--- Action item ---
Carry over every entry exactly as it appears in the records.

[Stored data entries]
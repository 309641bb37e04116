use anyhow::Result;
use chess_rooms::{build_router, config::Config, room_cleanup_task, AppState};
use tracing_subscriber::{layer::SubscriberExt, util::SubscriberInitExt};

#[tokio::main]
async fn main() -> Result<()> {
    // Initialize tracing
    tracing_subscriber::registry()
        .with(
            tracing_subscriber::EnvFilter::try_from_default_env()
                .unwrap_or_else(|_| "chess_rooms=debug,tower_http=debug".into()),
        )
        .with(tracing_subscriber::fmt::layer())
        .init();

    tracing::info!("Starting chess room relay...");

    // Load configuration
    let config = Config::from_env()?;
    tracing::info!("Configuration loaded");

    let state = AppState::new(config.clone());

    // Spawn background task to clean up abandoned rooms
    let cleanup_state = state.clone();
    tokio::spawn(async move {
        room_cleanup_task(cleanup_state).await;
    });

    let app = build_router(state);

    // Start server
    let addr = config.server_addr();
    let listener = tokio::net::TcpListener::bind(&addr).await?;

    tracing::info!("Server listening on {}", addr);
    tracing::info!("WebSocket endpoint: ws://{}/ws", addr);
    tracing::info!("Health check: http://{}/health", addr);

    axum::serve(listener, app).await?;

    Ok(())
}
pub mod handler;
pub mod messages;

pub use handler::{broadcast_to_room, handle_websocket};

--- Solved problem ---
repository 309641bb37e04116
use anyhow::Result;
use chess_rooms::{build_router, config::Config, room_cleanup_task, AppState};
use tracing_subscriber::{layer::SubscriberExt, util::SubscriberInitExt};

#[tokio::main]
async fn main() -> Result<()> {
    // Initialize tracing
    tracing_subscriber::registry()
        .with(
            tracing_subscriber::EnvFilter::try_from_default_env()
                .unwrap_or_else(|_| "chess_rooms=debug,tower_http=debug".into()),
        )
        .with(tracing_subscriber::fmt::layer())
        .init();

    tracing::info!("Starting chess room relay...");

    // Load configuration
    let config = Config::from_env()?;
    tracing::info!("Configuration loaded");

    let state = AppState::new(config.clone());

    // Spawn background task to clean up abandoned rooms
    let cleanup_state = state.clone();
    tokio::spawn(async move {
        room_cleanup_task(cleanup_state).await;
    });

    let app = build_router(state);

    // Start server
    let addr = config.server_addr();
    let listener = tokio::net::TcpListener::bind(&addr).await?;

    tracing::info!("Server listening on {}", addr);
    tracing::info!("WebSocket endpoint: ws://{}/ws", addr);
    tracing::info!("Health check: http://{}/health", addr);

    axum::serve(listener, app).await?;

    Ok(())
}
pub mod handler;
pub mod messages;

pub use handler::{broadcast_to_room, handle_websocket};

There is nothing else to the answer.